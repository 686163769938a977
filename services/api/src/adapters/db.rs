//! services/api/src/adapters/db.rs
//!
//! This module contains the database adapter, which is the concrete implementation
//! of the `RepositoryService` port from the `core` crate. It handles all interactions
//! with the PostgreSQL database using `sqlx`.
//!
//! The two operations the core relies on for correctness are implemented as
//! single server-side statements: the status compare-and-set is one
//! conditional UPDATE, and the credit deduction is one conditional UPDATE
//! plus the ledger INSERT inside a single transaction.

use async_trait::async_trait;
use chrono::{DateTime, Utc};
use sqlx::{FromRow, PgPool};
use uuid::Uuid;

use revision_core::domain::{
    CreditAccount, GradingResult, MarkingScheme, MeteredAction, PracticeSession,
    PracticeSubmission, QuestionSource, SessionStatus, SubmissionContent, UsageRecord,
};
use revision_core::ports::{
    DebitOutcome, PortError, PortResult, RepositoryService, StatusUpdate,
};

//=========================================================================================
// The Main Adapter Struct
//=========================================================================================

/// A database adapter that implements the `RepositoryService` port.
#[derive(Clone)]
pub struct PgRepository {
    pool: PgPool,
}

impl PgRepository {
    /// Creates a new `PgRepository`.
    pub fn new(pool: PgPool) -> Self {
        Self { pool }
    }

    /// A helper function to run database migrations at startup.
    pub async fn run_migrations(&self) -> Result<(), sqlx::migrate::MigrateError> {
        sqlx::migrate!("./migrations").run(&self.pool).await
    }
}

fn unexpected(e: impl std::fmt::Display) -> PortError {
    PortError::Unexpected(e.to_string())
}

//=========================================================================================
// "Impure" Database Record Structs
//=========================================================================================

#[derive(FromRow)]
struct SessionRecord {
    id: Uuid,
    user_id: Uuid,
    subject_id: Option<Uuid>,
    title: String,
    time_limit_minutes: i32,
    questions: serde_json::Value,
    marking_scheme: Option<serde_json::Value>,
    status: String,
    created_at: DateTime<Utc>,
    started_at: Option<DateTime<Utc>>,
    submitted_at: Option<DateTime<Utc>>,
}

impl SessionRecord {
    fn to_domain(self) -> PortResult<PracticeSession> {
        let status = SessionStatus::parse(&self.status)
            .ok_or_else(|| unexpected(format!("unknown session status '{}'", self.status)))?;
        let questions: QuestionSource =
            serde_json::from_value(self.questions).map_err(unexpected)?;
        let marking_scheme: Option<MarkingScheme> = self
            .marking_scheme
            .map(serde_json::from_value)
            .transpose()
            .map_err(unexpected)?;
        Ok(PracticeSession {
            id: self.id,
            user_id: self.user_id,
            subject_id: self.subject_id,
            title: self.title,
            time_limit_minutes: self.time_limit_minutes as u32,
            questions,
            marking_scheme,
            status,
            created_at: self.created_at,
            started_at: self.started_at,
            submitted_at: self.submitted_at,
        })
    }
}

#[derive(FromRow)]
struct SubmissionRecord {
    id: Uuid,
    session_id: Uuid,
    content: serde_json::Value,
    submitted_at: DateTime<Utc>,
    grading: Option<serde_json::Value>,
}

impl SubmissionRecord {
    fn to_domain(self) -> PortResult<PracticeSubmission> {
        let content: SubmissionContent =
            serde_json::from_value(self.content).map_err(unexpected)?;
        let grading: Option<GradingResult> = self
            .grading
            .map(serde_json::from_value)
            .transpose()
            .map_err(unexpected)?;
        Ok(PracticeSubmission {
            id: self.id,
            session_id: self.session_id,
            content,
            submitted_at: self.submitted_at,
            grading,
        })
    }
}

#[derive(FromRow)]
struct CreditAccountRecord {
    user_id: Uuid,
    balance: i64,
    created_at: DateTime<Utc>,
}

impl CreditAccountRecord {
    fn to_domain(self) -> CreditAccount {
        CreditAccount {
            user_id: self.user_id,
            balance: self.balance.max(0) as u32,
            created_at: self.created_at,
        }
    }
}

//=========================================================================================
// `RepositoryService` Trait Implementation
//=========================================================================================

#[async_trait]
impl RepositoryService for PgRepository {
    async fn insert_session(&self, session: PracticeSession) -> PortResult<()> {
        let questions = serde_json::to_value(&session.questions).map_err(unexpected)?;
        let marking_scheme = session
            .marking_scheme
            .as_ref()
            .map(serde_json::to_value)
            .transpose()
            .map_err(unexpected)?;
        sqlx::query(
            "INSERT INTO practice_sessions \
             (id, user_id, subject_id, title, time_limit_minutes, questions, marking_scheme, status, created_at) \
             VALUES ($1, $2, $3, $4, $5, $6, $7, $8, $9)",
        )
        .bind(session.id)
        .bind(session.user_id)
        .bind(session.subject_id)
        .bind(&session.title)
        .bind(session.time_limit_minutes as i32)
        .bind(questions)
        .bind(marking_scheme)
        .bind(session.status.as_str())
        .bind(session.created_at)
        .execute(&self.pool)
        .await
        .map_err(unexpected)?;
        Ok(())
    }

    async fn get_session(
        &self,
        session_id: Uuid,
        owner: Option<Uuid>,
    ) -> PortResult<PracticeSession> {
        let record = sqlx::query_as::<_, SessionRecord>(
            "SELECT id, user_id, subject_id, title, time_limit_minutes, questions, \
             marking_scheme, status, created_at, started_at, submitted_at \
             FROM practice_sessions WHERE id = $1",
        )
        .bind(session_id)
        .fetch_one(&self.pool)
        .await
        .map_err(|e| match e {
            sqlx::Error::RowNotFound => {
                PortError::NotFound(format!("Session {} not found", session_id))
            }
            _ => unexpected(e),
        })?;

        let session = record.to_domain()?;
        if let Some(owner) = owner {
            if session.user_id != owner {
                return Err(PortError::Unauthorized);
            }
        }
        Ok(session)
    }

    async fn update_session_status(
        &self,
        session_id: Uuid,
        expected: SessionStatus,
        new: SessionStatus,
        stamp: Option<DateTime<Utc>>,
    ) -> PortResult<StatusUpdate> {
        // One conditional UPDATE keyed on the expected status; the row count
        // tells us whether the precondition held at write time.
        let result = match new {
            SessionStatus::InProgress => {
                sqlx::query(
                    "UPDATE practice_sessions SET status = $1, started_at = $2 \
                     WHERE id = $3 AND status = $4",
                )
                .bind(new.as_str())
                .bind(stamp)
                .bind(session_id)
                .bind(expected.as_str())
                .execute(&self.pool)
                .await
            }
            SessionStatus::Submitted => {
                sqlx::query(
                    "UPDATE practice_sessions SET status = $1, submitted_at = $2 \
                     WHERE id = $3 AND status = $4",
                )
                .bind(new.as_str())
                .bind(stamp)
                .bind(session_id)
                .bind(expected.as_str())
                .execute(&self.pool)
                .await
            }
            _ => {
                sqlx::query(
                    "UPDATE practice_sessions SET status = $1 WHERE id = $2 AND status = $3",
                )
                .bind(new.as_str())
                .bind(session_id)
                .bind(expected.as_str())
                .execute(&self.pool)
                .await
            }
        }
        .map_err(unexpected)?;

        if result.rows_affected() == 1 {
            Ok(StatusUpdate::Applied)
        } else {
            Ok(StatusUpdate::PreconditionFailed)
        }
    }

    async fn insert_submission(&self, submission: PracticeSubmission) -> PortResult<()> {
        let content = serde_json::to_value(&submission.content).map_err(unexpected)?;
        sqlx::query(
            "INSERT INTO practice_submissions (id, session_id, content, submitted_at) \
             VALUES ($1, $2, $3, $4)",
        )
        .bind(submission.id)
        .bind(submission.session_id)
        .bind(content)
        .bind(submission.submitted_at)
        .execute(&self.pool)
        .await
        .map_err(unexpected)?;
        Ok(())
    }

    async fn get_submission(&self, submission_id: Uuid) -> PortResult<PracticeSubmission> {
        let record = sqlx::query_as::<_, SubmissionRecord>(
            "SELECT id, session_id, content, submitted_at, grading \
             FROM practice_submissions WHERE id = $1",
        )
        .bind(submission_id)
        .fetch_one(&self.pool)
        .await
        .map_err(|e| match e {
            sqlx::Error::RowNotFound => {
                PortError::NotFound(format!("Submission {} not found", submission_id))
            }
            _ => unexpected(e),
        })?;
        record.to_domain()
    }

    async fn get_submission_for_session(
        &self,
        session_id: Uuid,
    ) -> PortResult<PracticeSubmission> {
        let record = sqlx::query_as::<_, SubmissionRecord>(
            "SELECT id, session_id, content, submitted_at, grading \
             FROM practice_submissions WHERE session_id = $1 \
             ORDER BY submitted_at ASC LIMIT 1",
        )
        .bind(session_id)
        .fetch_one(&self.pool)
        .await
        .map_err(|e| match e {
            sqlx::Error::RowNotFound => {
                PortError::NotFound(format!("No submission for session {}", session_id))
            }
            _ => unexpected(e),
        })?;
        record.to_domain()
    }

    async fn delete_submission(&self, submission_id: Uuid) -> PortResult<()> {
        sqlx::query("DELETE FROM practice_submissions WHERE id = $1")
            .bind(submission_id)
            .execute(&self.pool)
            .await
            .map_err(unexpected)?;
        Ok(())
    }

    async fn update_submission_grading(
        &self,
        submission_id: Uuid,
        result: GradingResult,
    ) -> PortResult<()> {
        let grading = serde_json::to_value(&result).map_err(unexpected)?;
        let outcome = sqlx::query(
            "UPDATE practice_submissions SET grading = $1 WHERE id = $2",
        )
        .bind(grading)
        .bind(submission_id)
        .execute(&self.pool)
        .await
        .map_err(unexpected)?;
        if outcome.rows_affected() == 0 {
            return Err(PortError::NotFound(format!(
                "Submission {} not found",
                submission_id
            )));
        }
        Ok(())
    }

    async fn get_or_create_credit_account(
        &self,
        user_id: Uuid,
        default_balance: u32,
    ) -> PortResult<CreditAccount> {
        sqlx::query(
            "INSERT INTO credit_accounts (user_id, balance, created_at) \
             VALUES ($1, $2, $3) ON CONFLICT (user_id) DO NOTHING",
        )
        .bind(user_id)
        .bind(default_balance as i64)
        .bind(Utc::now())
        .execute(&self.pool)
        .await
        .map_err(unexpected)?;

        let record = sqlx::query_as::<_, CreditAccountRecord>(
            "SELECT user_id, balance, created_at FROM credit_accounts WHERE user_id = $1",
        )
        .bind(user_id)
        .fetch_one(&self.pool)
        .await
        .map_err(|e| match e {
            sqlx::Error::RowNotFound => {
                PortError::NotFound(format!("Credit account for {} not found", user_id))
            }
            _ => unexpected(e),
        })?;
        Ok(record.to_domain())
    }

    async fn deduct_credits(
        &self,
        user_id: Uuid,
        cost: u32,
        record: UsageRecord,
    ) -> PortResult<DebitOutcome> {
        let mut tx = self.pool.begin().await.map_err(unexpected)?;

        let updated = sqlx::query(
            "UPDATE credit_accounts SET balance = balance - $1 \
             WHERE user_id = $2 AND balance >= $1",
        )
        .bind(cost as i64)
        .bind(user_id)
        .execute(&mut *tx)
        .await
        .map_err(unexpected)?;

        if updated.rows_affected() == 0 {
            tx.rollback().await.map_err(unexpected)?;
            return Ok(DebitOutcome::Denied);
        }

        sqlx::query(
            "INSERT INTO usage_records (id, user_id, action, credits, occurred_at, session_id) \
             VALUES ($1, $2, $3, $4, $5, $6)",
        )
        .bind(record.id)
        .bind(record.user_id)
        .bind(record.action.as_str())
        .bind(record.credits as i32)
        .bind(record.occurred_at)
        .bind(record.session_id)
        .execute(&mut *tx)
        .await
        .map_err(unexpected)?;

        tx.commit().await.map_err(unexpected)?;
        Ok(DebitOutcome::Granted)
    }

    async fn insert_usage_record(&self, record: UsageRecord) -> PortResult<()> {
        sqlx::query(
            "INSERT INTO usage_records (id, user_id, action, credits, occurred_at, session_id) \
             VALUES ($1, $2, $3, $4, $5, $6)",
        )
        .bind(record.id)
        .bind(record.user_id)
        .bind(record.action.as_str())
        .bind(record.credits as i32)
        .bind(record.occurred_at)
        .bind(record.session_id)
        .execute(&self.pool)
        .await
        .map_err(unexpected)?;
        Ok(())
    }

    async fn sum_usage_since(
        &self,
        user_id: Uuid,
        action: MeteredAction,
        since: DateTime<Utc>,
    ) -> PortResult<u32> {
        let total: i64 = sqlx::query_scalar(
            "SELECT COALESCE(SUM(credits), 0) FROM usage_records \
             WHERE user_id = $1 AND action = $2 AND occurred_at >= $3",
        )
        .bind(user_id)
        .bind(action.as_str())
        .bind(since)
        .fetch_one(&self.pool)
        .await
        .map_err(unexpected)?;
        Ok(total.max(0) as u32)
    }
}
·····
▶ **Directions**: A single number is needed: the count of lines in the records that include "format".

▶ **Response for this exercise**: 6